Currently, IP is almost universally used in computer networks. In order to send an IP packet, each router searches its routing table for the best route for the destination address of the packet. In this article I want to describe the algorithm for finding the best route implemented in the linux kernel.
Usually they say that all routes are in the routing table, in which the search for the best route is performed. There may be terminological confusion. The fact is that under the routing table can be understood two different things, which are sometimes denoted by the terms Routing Information Base (RIB) and Forwarding Information Base (FIB). Both RIB and FIB do store ip routes, but the purpose of these structures and the algorithms for choosing the best routes in these structures are different.
Routing Information Base (RIB)Routes to the router can come from various sources: be configured statically, come from dynamic routing protocols OSPF, BGP, etc. At the same time, routes with the same prefix can come from various sources.
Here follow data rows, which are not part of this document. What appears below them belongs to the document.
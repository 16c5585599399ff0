//! Environments, and the information about names that they hold.

#![allow(clippy::module_name_repetitions)]

use crate::ty::{Equality, Ty, TyCon, TyScheme};
use fast_hash::{FxHashMap, FxHashSet};
use str_util::Name;

/// An identifier status, denoting what kind of value this is.
#[derive(Debug, Clone, Copy, PartialEq, Eq)]
pub enum IdStatus {
  /// A datatype constructor.
  Con,
  /// An exception constructor.
  Exn,
  /// A general value.
  Val,
}

impl IdStatus {
  /// Returns whether this is a constructor of either kind.
  #[must_use]
  pub fn is_con(self) -> bool {
    matches!(self, Self::Con | Self::Exn)
  }
}

/// Information about a value.
#[derive(Debug, Clone)]
pub struct ValInfo {
  /// The type scheme.
  pub ty_scheme: TyScheme,
  /// The identifier status.
  pub id_status: IdStatus,
}

/// Information about a type name.
#[derive(Debug, Clone)]
pub struct TyInfo {
  /// The type function. Its bound variables are the parameters.
  pub ty_scheme: TyScheme,
  /// The constructors, if this is a datatype.
  pub val_env: ValEnv,
}

/// Information about a type constructor, used for equality and match checking.
#[derive(Debug, Clone)]
pub struct TyConInfo {
  /// The number of parameters.
  pub arity: usize,
  /// Whether it admits equality.
  pub equality: Equality,
  /// The constructors, in declaration order. Empty for types with no constructors we can list,
  /// like `int` or abstract types.
  pub cons: Vec<ConInfo>,
}

/// A constructor of a datatype.
#[derive(Debug, Clone)]
pub struct ConInfo {
  /// The name.
  pub name: Name,
  /// The argument type, with the type parameters as bound variables.
  pub arg: Option<Ty>,
}

/// A mapping from value names to info.
pub type ValEnv = FxHashMap<Name, ValInfo>;
/// A mapping from type names to info.
pub type TyEnv = FxHashMap<Name, TyInfo>;
/// A mapping from structure names to envs.
pub type StrEnv = FxHashMap<Name, Env>;
/// A mapping from type constructors to info.
pub type TyConEnv = FxHashMap<TyCon, TyConInfo>;

/// An environment, as for a structure.
#[derive(Debug, Default, Clone)]
pub struct Env {
  /// The structures.
  pub str_env: StrEnv,
  /// The types.
  pub ty_env: TyEnv,
  /// The values.
  pub val_env: ValEnv,
}

impl Env {
  /// Adds everything from `other` to this, overwriting.
  pub fn extend(&mut self, other: Env) {
    self.str_env.extend(other.str_env);
    self.ty_env.extend(other.ty_env);
    self.val_env.extend(other.val_env);
  }

  /// Returns the env at the path of structure names.
  ///
  /// # Errors
  ///
  /// Returns the first name not found.
  pub fn get_str<'e, 'n>(&'e self, names: &'n [Name]) -> Result<&'e Env, &'n Name> {
    let mut ret = self;
    for name in names {
      ret = match ret.str_env.get(name) {
        Some(x) => x,
        None => return Err(name),
      };
    }
    Ok(ret)
  }

  /// Replaces every type constructor in this according to `f`.
  #[must_use]
  pub fn realize<F>(&self, f: &F) -> Env
  where
    F: Fn(&TyCon) -> Option<TyScheme>,
  {
    let realize_scheme = |scheme: &TyScheme| TyScheme {
      bound: scheme.bound.clone(),
      overload: scheme.overload,
      ty: scheme.ty.realize(f),
    };
    let realize_vals = |val_env: &ValEnv| -> ValEnv {
      val_env
        .iter()
        .map(|(name, vi)| {
          let vi = ValInfo { ty_scheme: realize_scheme(&vi.ty_scheme), id_status: vi.id_status };
          (name.clone(), vi)
        })
        .collect()
    };
    Env {
      str_env: self.str_env.iter().map(|(name, env)| (name.clone(), env.realize(f))).collect(),
      ty_env: self
        .ty_env
        .iter()
        .map(|(name, ti)| {
          let ti =
            TyInfo { ty_scheme: realize_scheme(&ti.ty_scheme), val_env: realize_vals(&ti.val_env) };
          (name.clone(), ti)
        })
        .collect(),
      val_env: realize_vals(&self.val_env),
    }
  }
}

/// A signature.
#[derive(Debug, Clone)]
pub struct Sig {
  /// The type constructors bound by this signature, like `t` in `sig type t end`. Matching a
  /// structure against the signature realizes these.
  pub ty_cons: FxHashSet<TyCon>,
  /// The type constructor info for those bound type constructors.
  pub ty_con_env: TyConEnv,
  /// The env.
  pub env: Env,
}
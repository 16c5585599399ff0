//! `local`, `let`, and `abstype` scoping.

use crate::check::{check, check_vals};

#[test]
fn local_hides() {
  check(
    r#"
local val x = 1 in val y = x end
val z = x
(** + undefined value: x *)
"#,
  );
}

#[test]
fn local_exports() {
  check_vals("local val x = 1 in val y = x end", &[("y", "1")]);
  check_vals(
    "local val a = 10 fun f x = x + a in fun g x = f x * 2 end val r = g 1",
    &[("r", "22")],
  );
}

#[test]
fn local_shadow() {
  check_vals("val x = 5 local val x = 1 in val y = x end val z = x", &[("y", "1"), ("z", "5")]);
}

#[test]
fn nested_local() {
  check_vals(
    "local val a = 1 in local val b = a + 1 in val c = b + 1 end val d = a end",
    &[("c", "3"), ("d", "1")],
  );
}

#[test]
fn let_scope() {
  check_vals(
    "val x = 3 val r = let val x = 2 val y = x * x in y + x end val s = x",
    &[("r", "6"), ("s", "3")],
  );
}

#[test]
fn abstype() {
  check_vals(
    "abstype t = T of int with fun mk n = T n fun get (T n) = n end val r = get (mk 3)",
    &[("r", "3")],
  );
  check(
    r#"
abstype t = T of int with fun mk n = T n end
val _ = T 1
(** + undefined value: T *)
"#,
  );
}
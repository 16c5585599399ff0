//! Types for static analysis: types themselves, substitutions over meta variables, type schemes,
//! and the environments that map names to them.

pub mod env;
pub mod overload;
pub mod subst;
pub mod ty;

mod display;

pub use display::TyDisplay;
From these routes you need to choose one and add it to the FIB. This problem is just solved in the RIB. Usually, routes from different sources are assigned a different Administrative Distance and the route with the smallest Administrative Distance is considered the best. It is important that routes compete with one and the same prefix. Routes with different prefixes are not compared with each other. For example, the prefixes 10.0.0.0/8 and 10.0.0.0/16 are different prefixes and both routes will be included in the FIB. Thus, in the RIB, a SPECIFIC prefix is searched. The search for prefixes in the RIB is performed when adding or removing routes, which is relatively rare.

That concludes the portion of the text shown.